## Exercise material
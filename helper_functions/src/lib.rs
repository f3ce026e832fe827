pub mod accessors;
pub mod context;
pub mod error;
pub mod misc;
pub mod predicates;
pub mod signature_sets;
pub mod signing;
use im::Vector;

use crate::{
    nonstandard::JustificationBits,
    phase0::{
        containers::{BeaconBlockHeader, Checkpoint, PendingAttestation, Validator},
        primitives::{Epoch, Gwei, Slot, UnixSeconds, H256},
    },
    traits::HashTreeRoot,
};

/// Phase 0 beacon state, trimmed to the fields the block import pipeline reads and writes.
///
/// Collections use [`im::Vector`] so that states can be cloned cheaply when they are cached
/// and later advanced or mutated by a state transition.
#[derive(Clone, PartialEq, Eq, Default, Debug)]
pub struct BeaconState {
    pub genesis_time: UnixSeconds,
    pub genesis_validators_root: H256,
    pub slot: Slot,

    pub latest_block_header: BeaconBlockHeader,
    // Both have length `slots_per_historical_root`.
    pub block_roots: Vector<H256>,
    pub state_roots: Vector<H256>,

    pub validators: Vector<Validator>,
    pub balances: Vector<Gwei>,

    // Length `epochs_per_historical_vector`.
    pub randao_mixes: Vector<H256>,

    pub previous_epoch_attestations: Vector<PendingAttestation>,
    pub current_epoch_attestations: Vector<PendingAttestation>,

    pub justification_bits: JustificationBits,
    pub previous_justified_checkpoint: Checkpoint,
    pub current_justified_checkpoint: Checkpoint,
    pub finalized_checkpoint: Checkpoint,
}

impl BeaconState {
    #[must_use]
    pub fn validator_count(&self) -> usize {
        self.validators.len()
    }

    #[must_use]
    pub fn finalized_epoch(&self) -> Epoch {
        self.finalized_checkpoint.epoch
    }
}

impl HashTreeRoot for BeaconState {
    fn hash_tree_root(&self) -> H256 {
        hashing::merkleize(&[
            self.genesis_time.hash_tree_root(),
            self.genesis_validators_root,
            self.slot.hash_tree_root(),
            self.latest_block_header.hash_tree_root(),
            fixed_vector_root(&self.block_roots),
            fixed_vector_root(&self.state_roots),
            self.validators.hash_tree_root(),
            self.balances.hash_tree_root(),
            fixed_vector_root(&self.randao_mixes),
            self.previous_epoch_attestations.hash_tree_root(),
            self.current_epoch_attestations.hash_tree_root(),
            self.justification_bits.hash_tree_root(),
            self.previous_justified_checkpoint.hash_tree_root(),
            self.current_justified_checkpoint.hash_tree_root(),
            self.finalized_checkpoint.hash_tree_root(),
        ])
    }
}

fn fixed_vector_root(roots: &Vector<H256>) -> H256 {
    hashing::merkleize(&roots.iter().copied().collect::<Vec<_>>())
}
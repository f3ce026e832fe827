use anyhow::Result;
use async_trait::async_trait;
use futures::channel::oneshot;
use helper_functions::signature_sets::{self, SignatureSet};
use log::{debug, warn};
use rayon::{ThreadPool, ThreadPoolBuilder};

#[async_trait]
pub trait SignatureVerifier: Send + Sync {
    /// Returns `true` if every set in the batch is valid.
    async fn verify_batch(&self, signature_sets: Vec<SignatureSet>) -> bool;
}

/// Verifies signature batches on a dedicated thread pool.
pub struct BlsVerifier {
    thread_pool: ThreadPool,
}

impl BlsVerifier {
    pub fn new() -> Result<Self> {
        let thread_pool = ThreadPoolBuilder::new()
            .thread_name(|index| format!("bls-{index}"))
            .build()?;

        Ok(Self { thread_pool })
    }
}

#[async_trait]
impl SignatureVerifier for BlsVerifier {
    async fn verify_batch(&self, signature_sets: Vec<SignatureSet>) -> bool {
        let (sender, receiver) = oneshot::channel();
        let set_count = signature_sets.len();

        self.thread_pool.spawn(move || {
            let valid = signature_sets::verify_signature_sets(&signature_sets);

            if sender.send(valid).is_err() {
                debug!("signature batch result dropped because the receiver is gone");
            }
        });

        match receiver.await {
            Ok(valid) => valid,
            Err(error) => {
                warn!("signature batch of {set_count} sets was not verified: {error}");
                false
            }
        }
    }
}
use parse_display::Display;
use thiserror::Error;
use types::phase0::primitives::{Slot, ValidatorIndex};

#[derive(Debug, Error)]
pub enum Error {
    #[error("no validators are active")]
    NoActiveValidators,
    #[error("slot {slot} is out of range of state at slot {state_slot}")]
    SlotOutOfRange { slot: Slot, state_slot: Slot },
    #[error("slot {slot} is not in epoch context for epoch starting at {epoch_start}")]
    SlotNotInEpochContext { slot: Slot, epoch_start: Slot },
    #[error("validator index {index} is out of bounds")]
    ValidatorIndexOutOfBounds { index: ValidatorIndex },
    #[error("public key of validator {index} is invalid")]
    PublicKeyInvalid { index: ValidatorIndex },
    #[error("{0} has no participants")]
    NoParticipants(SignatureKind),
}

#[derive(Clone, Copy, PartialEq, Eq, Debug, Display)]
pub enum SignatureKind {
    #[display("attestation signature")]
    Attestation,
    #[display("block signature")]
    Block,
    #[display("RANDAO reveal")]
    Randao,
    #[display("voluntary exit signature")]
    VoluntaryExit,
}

## Work task
Pull out every line holding "bool" from the records above, and copy it.

## Result of this exercise
    async fn verify_batch(&self, signature_sets: Vec<SignatureSet>) -> bool;
    async fn verify_batch(&self, signature_sets: Vec<SignatureSet>) -> bool {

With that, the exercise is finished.